To investigate the role and possible mechanisms of platelets in liver cancer metastasis. The optimum conditions of hepatoma cell adhesion to the extracellular matrix (ECM) were determined. The ability of cells to adhere to the ECM was compared between human hepatoma cell lines with a highly metastatic potential (MHCC97) and human hepatoma cell lines with a lower metastatic potential (SMMC7721). By using adhesion assays and inhibition studies in vitro, the effects of platelets and their specific adhesive molecules were compared via the ability of MHCC97 and SMMC7721 to adhere to ECM protein.

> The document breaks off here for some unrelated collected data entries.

//! Accessors for managed properties.
//!
//! A type opts in by owning a [`Slots`] and implementing [`Managed`]. Reads
//! and writes go through [`read_prop`] and [`write_prop`], which look the
//! property up in the global [`SchemaRegistry`] for the instance's type.
//!
//! Per instance and property a slot is either unset or set. The first read
//! of an unset slot runs the start factory; a write runs the validator and
//! the change hook unless the value is strictly equal to the current one.

use std::collections::HashMap;
use std::sync::Arc;

use tracing::trace;

use crate::error::{PropError, Result};
use crate::registry::{ManagedProp, SchemaRegistry, TypeKey};
use crate::value::PropValue;

/// Per-instance storage for managed properties, keyed by local name.
#[derive(Debug)]
pub struct Slots {
    owner: TypeKey,
    values: HashMap<String, PropValue>,
}

impl Slots {
    /// Empty storage for an instance of `T`.
    pub fn of<T: Managed>() -> Self {
        Self {
            owner: TypeKey::of::<T>(),
            values: HashMap::new(),
        }
    }

    /// The type whose schema governs these slots.
    pub fn owner(&self) -> TypeKey {
        self.owner
    }

    /// Whether the slot under `local_name` has been populated.
    pub fn is_set(&self, local_name: &str) -> bool {
        self.values.contains_key(local_name)
    }

    /// Current slot value without materializing a default.
    pub fn peek(&self, local_name: &str) -> Option<&PropValue> {
        self.values.get(local_name)
    }

    pub fn len(&self) -> usize {
        self.values.len()
    }

    pub fn is_empty(&self) -> bool {
        self.values.is_empty()
    }

    fn store(&mut self, local_name: &str, value: PropValue) -> Option<PropValue> {
        self.values.insert(local_name.to_string(), value)
    }
}

/// A type carrying managed properties.
///
/// ```rust,ignore
/// struct User {
///     slots: Slots,
/// }
///
/// impl Managed for User {
///     fn slots(&self) -> &Slots { &self.slots }
///     fn slots_mut(&mut self) -> &mut Slots { &mut self.slots }
/// }
///
/// Propper::register::<User>().typed("first", "", "string")?;
/// let mut mike = User { slots: Slots::of::<User>() };
/// mike.set("first", "Mike")?;
/// ```
///
/// Concrete types get their accessors from [`ManagedExt`]; hooks and
/// handlers, which see `&mut dyn Managed`, use the same-named methods on
/// the trait object.
pub trait Managed: 'static {
    fn slots(&self) -> &Slots;
    fn slots_mut(&mut self) -> &mut Slots;
}

/// Accessors for every concrete [`Managed`] type.
pub trait ManagedExt: Managed + Sized {
    /// Read a property, materializing its default on first access.
    fn get(&mut self, name: &str) -> Result<PropValue> {
        read_prop(self, name)
    }

    /// Assign a property.
    fn set(&mut self, name: &str, value: impl Into<PropValue>) -> Result<()> {
        write_prop(self, name, value.into())
    }

    /// Enumerable property names.
    fn prop_names(&self) -> Vec<String> {
        SchemaRegistry::global().enumerable_names(self.slots().owner())
    }
}

impl<T: Managed> ManagedExt for T {}

impl dyn Managed {
    /// Read a property, materializing its default on first access.
    pub fn get(&mut self, name: &str) -> Result<PropValue> {
        read_prop(self, name)
    }

    /// Assign a property.
    pub fn set(&mut self, name: &str, value: impl Into<PropValue>) -> Result<()> {
        write_prop(self, name, value.into())
    }

    /// Enumerable property names.
    pub fn prop_names(&self) -> Vec<String> {
        SchemaRegistry::global().enumerable_names(self.slots().owner())
    }
}

fn lookup(this: &dyn Managed, name: &str) -> Result<Arc<ManagedProp>> {
    let owner = this.slots().owner();
    SchemaRegistry::global()
        .lookup(owner, name)
        .ok_or_else(|| PropError::unknown_property(name, owner.short_name()))
}

/// Read `name` from `this`.
pub fn read_prop(this: &mut dyn Managed, name: &str) -> Result<PropValue> {
    let prop = lookup(this, name)?;
    if let Some(value) = this.slots().peek(&prop.local_name) {
        return Ok(value.clone());
    }

    let value = (prop.start)();
    if prop.set_on_get {
        trace!(property = name, local_name = %prop.local_name, "default materialized");
        this.slots_mut().store(&prop.local_name, value.clone());
    }
    Ok(value)
}

/// Assign `value` to `name` on `this`.
///
/// Rejected values go to the property's bad-value handler and leave the slot
/// untouched; the handler's result is returned.
pub fn write_prop(this: &mut dyn Managed, name: &str, value: PropValue) -> Result<()> {
    let prop = lookup(this, name)?;
    if let Some(current) = this.slots().peek(&prop.local_name) {
        if current.strict_eq(&value) {
            return Ok(());
        }
    }

    if let Some(validator) = &prop.validator {
        if let Some(message) = validator(&value) {
            return (prop.on_bad_value)(&value, this, &message, prop.name());
        }
    }

    let last = this
        .slots_mut()
        .store(&prop.local_name, value.clone())
        .unwrap_or_default();
    if !value.strict_eq(&last) {
        if let Some(on_change) = &prop.on_change {
            on_change(&value, &last, this, prop.name());
        }
    }
    Ok(())
}
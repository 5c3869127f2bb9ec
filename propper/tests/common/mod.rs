//! Shared helpers for propper integration tests

/// Declare a struct that stores managed properties.
///
/// The schema registry is process-wide, so every test declares its own
/// types to keep registrations from leaking between tests.
macro_rules! managed_type {
    ($($name:ident),+ $(,)?) => {
        $(
            struct $name {
                slots: propper::Slots,
            }

            #[allow(dead_code)]
            impl $name {
                fn new() -> Self {
                    Self {
                        slots: propper::Slots::of::<Self>(),
                    }
                }
            }

            impl propper::Managed for $name {
                fn slots(&self) -> &propper::Slots {
                    &self.slots
                }

                fn slots_mut(&mut self) -> &mut propper::Slots {
                    &mut self.slots
                }
            }
        )+
    };
}

pub(crate) use managed_type;
//! Declarative property definitions.
//!
//! A declaration file is a list of entries, registered in document order:
//!
//! ```yaml
//! - name: first
//!   type: string
//!   default: ""
//! - name: code
//!   type: "/^[A-Z]{3}$/"
//!   on_bad_value: warn
//! - name: tags
//!   type: array
//!   default: []
//!   enumerable: false
//! ```
//!
//! A `type` written between slashes is a regular expression; anything else
//! names an entry in the type-test table. A `default` of `null` is treated
//! as absent.

use serde::{Deserialize, Serialize};
use tracing::debug;

use crate::config::{BadValuePolicy, PropConfig};
use crate::error::Result;
use crate::propper::Propper;
use crate::signature::PropArgs;
use crate::validator::{check_name, type_test, TypeSpec};
use crate::value::PropValue;

/// Bad-value policy expressible in a declaration.
#[derive(Debug, Clone, Copy, PartialEq, Eq, Serialize, Deserialize)]
#[serde(rename_all = "kebab-case")]
pub enum DeclPolicy {
    Throw,
    Warn,
}

/// One property definition.
#[derive(Debug, Clone, Serialize, Deserialize)]
pub struct PropDecl {
    pub name: String,
    #[serde(rename = "type", default, skip_serializing_if = "Option::is_none")]
    pub type_name: Option<String>,
    #[serde(default, skip_serializing_if = "Option::is_none")]
    pub default: Option<PropValue>,
    #[serde(default, skip_serializing_if = "Option::is_none")]
    pub local_name: Option<String>,
    #[serde(default, skip_serializing_if = "Option::is_none")]
    pub enumerable: Option<bool>,
    #[serde(default, skip_serializing_if = "Option::is_none")]
    pub on_bad_value: Option<DeclPolicy>,
    #[serde(default, skip_serializing_if = "Option::is_none")]
    pub set_on_get: Option<bool>,
}

impl PropDecl {
    pub fn new(name: impl Into<String>) -> Self {
        Self {
            name: name.into(),
            type_name: None,
            default: None,
            local_name: None,
            enumerable: None,
            on_bad_value: None,
            set_on_get: None,
        }
    }

    /// The declared type as a specifier.
    pub fn type_spec(&self) -> Result<Option<TypeSpec>> {
        let Some(type_name) = self.type_name.as_deref() else {
            return Ok(None);
        };
        let pattern = type_name
            .strip_prefix('/')
            .and_then(|rest| rest.strip_suffix('/'));
        match pattern {
            Some(pattern) => Ok(Some(TypeSpec::pattern(pattern)?)),
            None => Ok(Some(TypeSpec::name(type_name))),
        }
    }

    /// Registration arguments for this declaration.
    pub fn to_args(&self) -> Result<PropArgs> {
        let mut config = PropConfig::new();
        if let Some(local_name) = &self.local_name {
            config = config.local_name(local_name.clone());
        }
        if let Some(enumerable) = self.enumerable {
            config = config.enumerable(enumerable);
        }
        if let Some(set_on_get) = self.set_on_get {
            config = config.set_on_get(set_on_get);
        }
        match self.on_bad_value {
            Some(DeclPolicy::Warn) => config = config.warn(),
            Some(DeclPolicy::Throw) => config = config.on_bad_value(BadValuePolicy::Throw),
            None => {}
        }

        let mut args = PropArgs::new();
        if let Some(default) = &self.default {
            args = args.default_value(default.clone());
        }
        if let Some(type_spec) = self.type_spec()? {
            args = args.of_type(type_spec);
        }
        Ok(args.config(config))
    }
}

/// Parse a YAML list of declarations.
pub fn parse_yaml(yaml: &str) -> Result<Vec<PropDecl>> {
    Ok(serde_yaml_ng::from_str(yaml)?)
}

/// Parse a JSON array of declarations.
pub fn parse_json(json: &str) -> Result<Vec<PropDecl>> {
    Ok(serde_json::from_str(json)?)
}

impl Propper {
    /// Register each declaration in order.
    ///
    /// Every entry is checked before any is registered, so a batch with an
    /// invalid entry leaves the schema untouched.
    pub fn declare(&mut self, decls: &[PropDecl]) -> Result<&mut Self> {
        let mut batch = Vec::with_capacity(decls.len());
        for decl in decls {
            check_name(&decl.name)?;
            let args = decl.to_args()?;
            if let Some(type_name) = decl.type_spec()?.as_ref().and_then(TypeSpec::type_name) {
                type_test(&decl.name, type_name, self.type_tests())?;
            }
            batch.push((decl.name.as_str(), args));
        }
        for (name, args) in batch {
            self.add_prop(name, args)?;
        }
        debug!(
            owner = self.target().name(),
            count = decls.len(),
            "declared managed properties"
        );
        Ok(self)
    }

    pub fn declare_yaml(&mut self, yaml: &str) -> Result<&mut Self> {
        let decls = parse_yaml(yaml)?;
        self.declare(&decls)
    }

    pub fn declare_json(&mut self, json: &str) -> Result<&mut Self> {
        let decls = parse_json(json)?;
        self.declare(&decls)
    }
}
/// Build and run the stream on its own thread; returns once it is playing.
fn spawn_stream(
    name: &str,
    device: cpal::Device,
    config: cpal::StreamConfig,
    sample_format: cpal::SampleFormat,
    shared: Arc<StreamShared>,
) -> Result<StreamThread, DriverError> {
    let (ready_tx, ready_rx) = crossbeam_channel::bounded::<Result<(), DriverError>>(1);
    let (close_tx, close_rx) = crossbeam_channel::bounded::<()>(0);
    let device_name = name.to_string();

    let join = std::thread::Builder::new()
        .name("audio-output-cpal".to_string())
        .spawn(move || {
            let stream = match build_output_stream(&device, &config, sample_format, shared) {
                Ok(stream) => stream,
                Err(e) => {
                    let _ = ready_tx.send(Err(e));
                    return;
                }
            };
            if let Err(e) = stream.play() {
                let _ = ready_tx.send(Err(DriverError::other(e.to_string())));
                return;
            }
            tracing::debug!(device = %device_name, ?config, ?sample_format, "cpal stream running");
            let _ = ready_tx.send(Ok(()));
            // Park until the handle is closed (sender dropped).
            let _ = close_rx.recv();
            drop(stream);
        })
        .map_err(|e| DriverError::other(e.to_string()))?;

    match ready_rx.recv() {
        Ok(Ok(())) => Ok(StreamThread {
            close: close_tx,
            join,
        }),
        Ok(Err(e)) => {
            let _ = join.join();
            Err(e)
        }
        Err(_) => {
            let _ = join.join();
            Err(DriverError::other("cpal stream thread exited"))
        }
    }
}

fn build_output_stream(
    device: &cpal::Device,
    config: &cpal::StreamConfig,
    sample_format: cpal::SampleFormat,
    shared: Arc<StreamShared>,
) -> Result<cpal::Stream, DriverError> {
    match sample_format {
        cpal::SampleFormat::I16 => build_stream::<i16>(device, config, shared),
        cpal::SampleFormat::F32 => build_stream::<f32>(device, config, shared),
        cpal::SampleFormat::I32 => build_stream::<i32>(device, config, shared),
        cpal::SampleFormat::U16 => build_stream::<u16>(device, config, shared),
        other => Err(DriverError::other(format!("Unsupported sample format: {other:?}"))),
    }
}

fn build_stream<T>(
    device: &cpal::Device,
    config: &cpal::StreamConfig,
    shared: Arc<StreamShared>,
) -> Result<cpal::Stream, DriverError>
where
    T: cpal::SizedSample + cpal::FromSample<i16> + Send + 'static,
{
    let mut scratch: Vec<i16> = Vec::new();
    let shared_cb = shared.clone();
    let shared_err = shared;

    device
        .build_output_stream(
            config,
            move |data: &mut [T], info: &cpal::OutputCallbackInfo| {
                let ts = info.timestamp();
                if let Some(latency) = ts.playback.duration_since(&ts.callback) {
                    shared_cb.record_latency(latency);
                }
                shared_cb.fill(data, &mut scratch);
            },
            move |err| match err {
                cpal::StreamError::DeviceNotAvailable => {
                    tracing::warn!("stream error: {err}");
                    shared_err.mark_lost(err.to_string());
                }
                other => tracing::warn!("stream error: {other}"),
            },
            None,
        )
        .map_err(|e| DriverError::other(e.to_string()))
}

The SMMC7721 cell adhesion rate to vitronectin, fibronectin, and fibrinogen, respectively, was significantly lower than that of MHCC97 cells (44.9% vs 73.6%, 47.4% vs 76.4%, and 59.3% vs 80.6%, P<0.05). Both hepatoma cell adhesion to the ECM-bound platelets was unchanged whether the platelets were activated or not. SMMC7721 cell adhesion to the ECM was not affected by platelets, but MHCC97 cell adhesion to the ECM was significantly enhanced by platelets ( P<0.01). In addition, this effect was significantly reduced when either P-selectin or GP IIb-IIIa was blocked by monoclonal antibodies ( P<0.05, P<0.01). In the inhibition studies, the ability of SMMC7721 to adhere to the ECM-bound activated platelets was also lower than that of MHCC97 ( P<0.05). However, when GP IIb was blocked by antibody, the adhesion ability of both cells was similar ( P >0.05). Human hepatoma cells with a highly metastatic potential proved to have a highly adhesive ability. MHCC97 cell adhesion to the ECM was significantly enhanced by platelets. The interaction of MHCC97 cells with the ECM-bound activated platelets may be mediated by platelet P-selectin and GP IIb-IIIa.